Uncomment the code block below and replace placeholder values with your own credentials:

In [None]:
# Set Neptune credentials as environment variables
# %env NEPTUNE_API_TOKEN = YOUR_API_TOKEN
# %env NEPTUNE_PROJECT = WORKSPACE_NAME/PROJECT_NAME

### Install dependencies and import libraries

In [None]:
# Install dependencies
! pip install -qU neptune_scale numpy

### Setup training simulation

This tutorial uses a simulated training scenario to demonstrate Neptune's forking capabilities. The simulation generates synthetic training metrics that mimic real model training, including:
- Gradually decreasing loss
- Increasing accuracy 
- Random noise and occasional spikes

In the next cell, we'll:
1. Import required libraries (numpy, json, etc.)
2. Create a `TrainingMetrics` class that simulates training progression
3. Define utility functions for saving model state (`save_checkpoint()` and `load_checkpoint()`)

_You can replace this simulation with your actual model training code._

In [None]:
import numpy as np
import json
from typing import Dict, Any
import math


class TrainingMetrics:
    def __init__(
        self,
        initial_loss: float = 1.0,
        initial_accuracy: float = 0.0,
        noise_scale: float = 0.1,
        loss_trend: float = -0.1,
        accuracy_trend: float = 0.1,
    ):
        self.previous_loss = initial_loss
        self.previous_accuracy = initial_accuracy
        self.noise_scale = noise_scale
        self.loss_trend = loss_trend
        self.accuracy_trend = accuracy_trend
        self.step_count = 1

        # Random convergence points
        self.target_loss = np.random.uniform(0.0, 1.0)
        self.target_accuracy = np.random.uniform(0.0, 1.0)
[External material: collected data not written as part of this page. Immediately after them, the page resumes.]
use async_trait::async_trait;
use parking_lot::Mutex;
use spawnq::*;
use std::cmp::Ordering;
use std::collections::{BTreeMap, HashMap};
use std::sync::Arc;
use std::sync::atomic::{AtomicBool, Ordering as AtomicOrdering};

/// Score with a total order so it can key a `BTreeMap`.
#[derive(Clone, Copy, Debug)]
struct Score(f64);

impl PartialEq for Score {
    fn eq(&self, other: &Self) -> bool {
        self.cmp(other) == Ordering::Equal
    }
}

impl Eq for Score {}

impl PartialOrd for Score {
    fn partial_cmp(&self, other: &Self) -> Option<Ordering> {
        Some(self.cmp(other))
    }
}

impl Ord for Score {
    fn cmp(&self, other: &Self) -> Ordering {
        self.0.total_cmp(&other.0)
    }
}

/// One sorted set: members unique, ordered by (score, insertion sequence).
#[derive(Default)]
struct SortedSet {
    members: HashMap<Vec<u8>, (Score, u64)>,
    ordered: BTreeMap<(Score, u64), Vec<u8>>,
    next_seq: u64,
}

impl SortedSet {
    fn add(&mut self, score: f64, member: &[u8]) -> u64 {
        if let Some((old_score, seq)) = self.members.get(member).copied() {
            self.ordered.remove(&(old_score, seq));
            self.ordered.insert((Score(score), seq), member.to_vec());
            self.members.insert(member.to_vec(), (Score(score), seq));
            return 0;
        }
        let seq = self.next_seq;
        self.next_seq += 1;
        self.members.insert(member.to_vec(), (Score(score), seq));
        self.ordered.insert((Score(score), seq), member.to_vec());
        1
    }

    fn remove(&mut self, member: &[u8]) -> u64 {
        match self.members.remove(member) {
            Some(key) => {
                self.ordered.remove(&key);
                1
            }
            None => 0,
        }
    }

    fn in_range(&self, range: ScoreRange) -> impl Iterator<Item = &Vec<u8>> {
        self.ordered
            .iter()
            .skip_while(move |((score, _), _)| score.0 < range.min)
            .take_while(move |((score, _), _)| score.0 <= range.max)
            .map(|(_, member)| member)
    }
}

/// [`OrderedStore`] held in process memory.
///
/// Every operation runs under one lock, which makes the pop atomic in the
/// same sense a server-side script is. Re-adding a member only moves it.
#[derive(Clone, Default)]
pub struct InMemoryOrderedStore {
    sets: Arc<Mutex<HashMap<String, SortedSet>>>,
    unavailable: Arc<AtomicBool>,
}

impl InMemoryOrderedStore {
    pub fn new() -> Self {
        Self::default()
    }

    /// Make every operation fail with [`StoreError::Unavailable`] until reset.
    pub fn set_unavailable(&self, unavailable: bool) {
        self.unavailable.store(unavailable, AtomicOrdering::SeqCst);
    }

    /// Members under `key` in score order, read directly.
    pub fn members(&self, key: &str) -> Vec<Vec<u8>> {
        self.sets
            .lock()
            .get(key)
            .map(|set| set.ordered.values().cloned().collect())
            .unwrap_or_default()
    }

    fn check(&self) -> Result<(), StoreError> {
        if self.unavailable.load(AtomicOrdering::SeqCst) {
            return Err(StoreError::Unavailable("injected outage".into()));
        }
        Ok(())
    }
}

#[async_trait]
impl OrderedStore for InMemoryOrderedStore {
    async fn add(&self, key: &str, score: f64, member: &[u8]) -> Result<u64, StoreError> {
        self.check()?;
        if score.is_nan() {
            return Err(StoreError::Protocol("score is not a valid float".into()));
        }
        let mut sets = self.sets.lock();
        Ok(sets.entry(key.to_string()).or_default().add(score, member))
    }

    async fn range_by_score(
        &self,
        key: &str,
        range: ScoreRange,
        offset: usize,
        limit: usize,
    ) -> Result<Vec<Vec<u8>>, StoreError> {
        self.check()?;
        let sets = self.sets.lock();
        let Some(set) = sets.get(key) else {
            return Ok(Vec::new());
        };
        Ok(set.in_range(range).skip(offset).take(limit).cloned().collect())
    }

    async fn remove(&self, key: &str, member: &[u8]) -> Result<u64, StoreError> {
        self.check()?;
        let mut sets = self.sets.lock();
        Ok(sets.get_mut(key).map(|set| set.remove(member)).unwrap_or(0))
    }

    async fn remove_all(&self, key: &str) -> Result<u64, StoreError> {
        self.check()?;
        let mut sets = self.sets.lock();
        Ok(sets
            .remove(key)
            .map(|set| set.members.len() as u64)
            .unwrap_or(0))
    }

    async fn cardinality(&self, key: &str) -> Result<u64, StoreError> {
        self.check()?;
        let sets = self.sets.lock();
        Ok(sets.get(key).map(|set| set.members.len() as u64).unwrap_or(0))
    }

    async fn pop_min_in_range(
        &self,
        key: &str,
        range: ScoreRange,
    ) -> Result<Option<Vec<u8>>, StoreError> {
        self.check()?;
        let mut sets = self.sets.lock();
        let Some(set) = sets.get_mut(key) else {
            return Ok(None);
        };
        let Some(member) = set.in_range(range).next().cloned() else {
            return Ok(None);
        };
        set.remove(&member);
        Ok(Some(member))
    }
}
    def update_metrics(self, spikes=True) -> tuple[float, float]:
        """Update loss and accuracy using a random walk process with logarithmic trends"""
        self.step_count += 1

        # Base loss update with normal progression
        decay_factor = math.log(1 + abs(self.previous_loss - self.target_loss))
        loss_step = self.noise_scale * np.random.randn() + self.loss_trend * decay_factor
        loss_step *= 1 + 0.1 * math.log(self.step_count)
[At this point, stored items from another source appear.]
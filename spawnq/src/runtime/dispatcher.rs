use std::any::type_name;
use std::fmt;
use std::sync::Arc;
use std::time::Duration;

use tokio::sync::Mutex;
use tracing::{Instrument, Span};

use crate::band::ScoreRange;
use crate::error::{QueueError, SpawnError};
use crate::lifecycle::{Orchestrator, Spawner, WatchHandle};
use crate::persistence::ProxyInfoStore;
use crate::queue::{OrderedStore, PriorityQueue};
use crate::shutdown::ShutdownToken;
use crate::telemetry;
use crate::workload::NotebookDescriptor;

use super::worker::WorkerConfig;

/// How long [`QueueDispatcher::shutdown`] waits for each worker.
const WORKER_JOIN_TIMEOUT: Duration = Duration::from_secs(30);

/// Result of one dispatch attempt.
#[derive(Debug)]
pub enum DispatchStatus {
    /// A descriptor was dequeued and its workload submitted.
    Started(WatchHandle),
    /// Nothing in range.
    Idle,
    /// The dequeued payload was not a descriptor and has been dropped.
    Discarded,
    /// The dequeued descriptor was rejected by the orchestrator.
    Rejected(SpawnError),
}

/// Moves notebook descriptors from a [`PriorityQueue`] into a [`Spawner`].
///
/// Each dequeue is the queue's atomic pop, so any number of workers, here or
/// in other processes, can share one queue key without double-starting.
pub struct QueueDispatcher<S, O, P>
where
    S: OrderedStore + 'static,
    O: Orchestrator + 'static,
    P: ProxyInfoStore + 'static,
{
    queue: Arc<PriorityQueue<S>>,
    spawner: Arc<Spawner<O, P>>,
    shutdown_token: ShutdownToken,
    worker_handles: Mutex<Vec<tokio::task::JoinHandle<()>>>,
    span: Span,
}

impl<S, O, P> fmt::Debug for QueueDispatcher<S, O, P>
where
    S: OrderedStore + 'static,
    O: Orchestrator + 'static,
    P: ProxyInfoStore + 'static,
{
    fn fmt(&self, f: &mut fmt::Formatter<'_>) -> fmt::Result {
        let worker_count = self
            .worker_handles
            .try_lock()
            .map(|handles| handles.len())
            .unwrap_or_default();

        f.debug_struct("QueueDispatcher")
            .field("queue", &self.queue.key())
            .field("store_type", &type_name::<S>())
            .field("orchestrator_type", &type_name::<O>())
            .field("worker_count", &worker_count)
            .field("shutdown_cancelled", &self.shutdown_token.is_cancelled())
            .finish()
    }
}

impl<S, O, P> QueueDispatcher<S, O, P>
where
    S: OrderedStore + 'static,
    O: Orchestrator + 'static,
    P: ProxyInfoStore + 'static,
{
    pub fn new(queue: Arc<PriorityQueue<S>>, spawner: Arc<Spawner<O, P>>) -> Self {
        let span = tracing::info_span!("spawnq.dispatcher", queue = %queue.key());
        Self {
            queue,
            spawner,
            shutdown_token: ShutdownToken::new(),
            worker_handles: Mutex::new(Vec::new()),
            span,
        }
    }

    pub fn with_span(mut self, span: Span) -> Self {
        self.span = span;
        self
    }

    pub fn queue(&self) -> Arc<PriorityQueue<S>> {
        Arc::clone(&self.queue)
    }

    pub fn spawner(&self) -> Arc<Spawner<O, P>> {
        Arc::clone(&self.spawner)
    }

    pub fn shutdown_token(&self) -> ShutdownToken {
        self.shutdown_token.clone()
    }

    /// Dequeue the highest-priority descriptor in `range` and start it.
    ///
    /// # Errors
    ///
    /// Only ordered store failures are returned; an empty range is
    /// [`DispatchStatus::Idle`].
    pub async fn dispatch_next(&self, range: ScoreRange) -> Result<DispatchStatus, QueueError> {
        dispatch_next(&self.queue, &self.spawner, range).await
    }

    /// Spawn `parallelism` polling workers configured by `config`.
    pub async fn spawn_workers(&self, config: WorkerConfig, parallelism: usize) {
        let mut handles = self.worker_handles.lock().await;
        for i in 0..parallelism {
            let worker_id = format!("{}-w{}", config.worker_id, i);
            let queue = Arc::clone(&self.queue);
            let spawner = Arc::clone(&self.spawner);
            let shutdown = self.shutdown_token.clone();
            let worker_config = config.clone();
            let span = telemetry::dispatch_span(&self.span, &worker_id);

            let handle = tokio::spawn(
                worker_loop(worker_id, queue, spawner, shutdown, worker_config).instrument(span),
            );
            handles.push(handle);
        }
    }

    pub async fn worker_count(&self) -> usize {
        self.worker_handles.lock().await.len()
    }

    /// Stop every worker and wait for it to exit.
    ///
    /// Watchers already started keep running; stop them through the spawner.
    pub async fn shutdown(&self) -> anyhow::Result<()> {
        tracing::info!(parent: &self.span, "shutting down queue dispatcher");

        self.shutdown_token.cancel();

        let handles = {
            let mut guard = self.worker_handles.lock().await;
            std::mem::take(&mut *guard)
        };

        for handle in handles {
            match tokio::time::timeout(WORKER_JOIN_TIMEOUT, handle).await {
                Ok(Ok(())) => {}
                Ok(Err(e)) => tracing::warn!("dispatcher worker failed: {:?}", e),
                Err(_) => tracing::warn!("dispatcher worker timed out during shutdown"),
            }
        }

        tracing::info!(parent: &self.span, "queue dispatcher shutdown complete");
        Ok(())
    }
}

async fn dispatch_next<S, O, P>(
    queue: &PriorityQueue<S>,
    spawner: &Spawner<O, P>,
    range: ScoreRange,
) -> Result<DispatchStatus, QueueError>
where
    S: OrderedStore + 'static,
    O: Orchestrator + 'static,
    P: ProxyInfoStore + 'static,
{
    let payload = match queue.dequeue_highest(range).await {
        Ok(payload) => payload,
        Err(err) if err.is_empty() => return Ok(DispatchStatus::Idle),
        Err(err) => return Err(err),
    };

    let descriptor: NotebookDescriptor = match serde_json::from_slice(&payload) {
        Ok(descriptor) => descriptor,
        Err(err) => {
            tracing::error!(
                queue = %queue.key(),
                bytes = payload.len(),
                error = %err,
                "dropping queue entry that is not a notebook descriptor"
            );
            return Ok(DispatchStatus::Discarded);
        }
    };

    match spawner.start(&descriptor).await {
        Ok(handle) => {
            tracing::info!(notebook_id = %descriptor.id, workload = %handle.name(), "dispatched notebook");
            Ok(DispatchStatus::Started(handle))
        }
        Err(err) => {
            tracing::error!(notebook_id = %descriptor.id, error = %err, "dispatch failed");
            Ok(DispatchStatus::Rejected(err))
        }
    }
}

async fn worker_loop<S, O, P>(
    worker_id: String,
    queue: Arc<PriorityQueue<S>>,
    spawner: Arc<Spawner<O, P>>,
    shutdown: ShutdownToken,
    config: WorkerConfig,
) where
    S: OrderedStore + 'static,
    O: Orchestrator + 'static,
    P: ProxyInfoStore + 'static,
{
    let range = config.score_range();
    let poll_interval = Duration::from_millis(config.poll_interval_ms);
    let backoff = Duration::from_millis(config.backoff_ms);

    loop {
        if shutdown.is_cancelled() {
            tracing::info!("worker {} shutting down", worker_id);
            break;
        }

        let pause = match dispatch_next(&queue, &spawner, range).await {
            Ok(DispatchStatus::Idle) => Some(poll_interval),
            Ok(_) => None,
            Err(err) => {
                tracing::warn!(worker = %worker_id, error = %err, "dequeue failed; backing off");
                Some(backoff)
            }
        };

        if let Some(pause) = pause {
            tokio::select! {
                _ = shutdown.cancelled() => {
                    tracing::info!("worker {} shutting down", worker_id);
                    break;
                }
                _ = tokio::time::sleep(pause) => {}
            }
        }
    }
}
use std::sync::Arc;
use std::sync::atomic::{AtomicBool, Ordering};

use tokio::sync::Notify;

/// Clonable one-shot stop signal shared by watchers and dispatcher workers.
///
/// Every clone observes the same state. Cancelling is idempotent.
#[derive(Clone, Debug)]
pub struct ShutdownToken {
    inner: Arc<ShutdownTokenInner>,
}

#[derive(Debug)]
struct ShutdownTokenInner {
    cancelled: AtomicBool,
    notify: Notify,
}

impl ShutdownToken {
    pub fn new() -> Self {
        Self {
            inner: Arc::new(ShutdownTokenInner {
                cancelled: AtomicBool::new(false),
                notify: Notify::new(),
            }),
        }
    }

    /// Signal cancellation to every clone.
    pub fn cancel(&self) {
        self.inner.cancelled.store(true, Ordering::SeqCst);
        self.inner.notify.notify_waiters();
    }

    pub fn is_cancelled(&self) -> bool {
        self.inner.cancelled.load(Ordering::SeqCst)
    }

    /// Wait until cancelled.
    pub async fn cancelled(&self) {
        let notified = self.inner.notify.notified();
        tokio::pin!(notified);
        // Register before checking the flag so a concurrent cancel is not lost.
        notified.as_mut().enable();
        if self.is_cancelled() {
            return;
        }
        notified.await;
    }
}

impl Default for ShutdownToken {
    fn default() -> Self {
        Self::new()
    }
}

#[cfg(test)]
mod tests {
    use super::*;
    use futures::FutureExt;

    #[tokio::test]
    async fn test_cancel_after_waiter_registered_wakes_it() {
        let token = ShutdownToken::new();
        let waiter = token.cancelled();
        tokio::pin!(waiter);
        assert!(futures::poll!(waiter.as_mut()).is_pending());

        token.clone().cancel();
        assert!(futures::poll!(waiter.as_mut()).is_ready());
    }

    #[test]
    fn test_already_cancelled_token_resolves_immediately() {
        let token = ShutdownToken::default();
        assert!(token.cancelled().now_or_never().is_none());

        token.cancel();
        token.cancel();
        assert!(token.cancelled().now_or_never().is_some());
    }
}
        # Check for spike/anomaly (0.01% chance) after step 10k
        if spikes and np.random.random() < 0.0001 and self.step_count > 10000:
            # Generate a sudden spike, independent of current loss
            spike_magnitude = np.random.uniform(1, 10)  # Random spike between 1x and 5x
            current_loss = spike_magnitude
        else:
            # Normal progression
            current_loss = max(0.0, self.previous_loss + loss_step)
            self.previous_loss = current_loss

        # self.previous_loss = current_loss
        current_accuracy = 1 - current_loss

        return current_loss, current_accuracy


def save_checkpoint(metrics: TrainingMetrics, epoch: int, loss: float, accuracy: float) -> None:
    """Save training state to disk"""
    checkpoint = {
        "epoch": epoch,
        "loss": loss,
        "accuracy": accuracy,
        "step_count": metrics.step_count,
        "noise_scale": metrics.noise_scale,
        "loss_trend": metrics.loss_trend,
        "accuracy_trend": metrics.accuracy_trend,
        "target_loss": metrics.target_loss,
        "target_accuracy": metrics.target_accuracy,
    }
    with open(f"checkpoint_epoch_{epoch}.json", "w") as f:
        json.dump(checkpoint, f)

    print(f"Checkpoint saved; epoch - {epoch}, step - {metrics.step_count}")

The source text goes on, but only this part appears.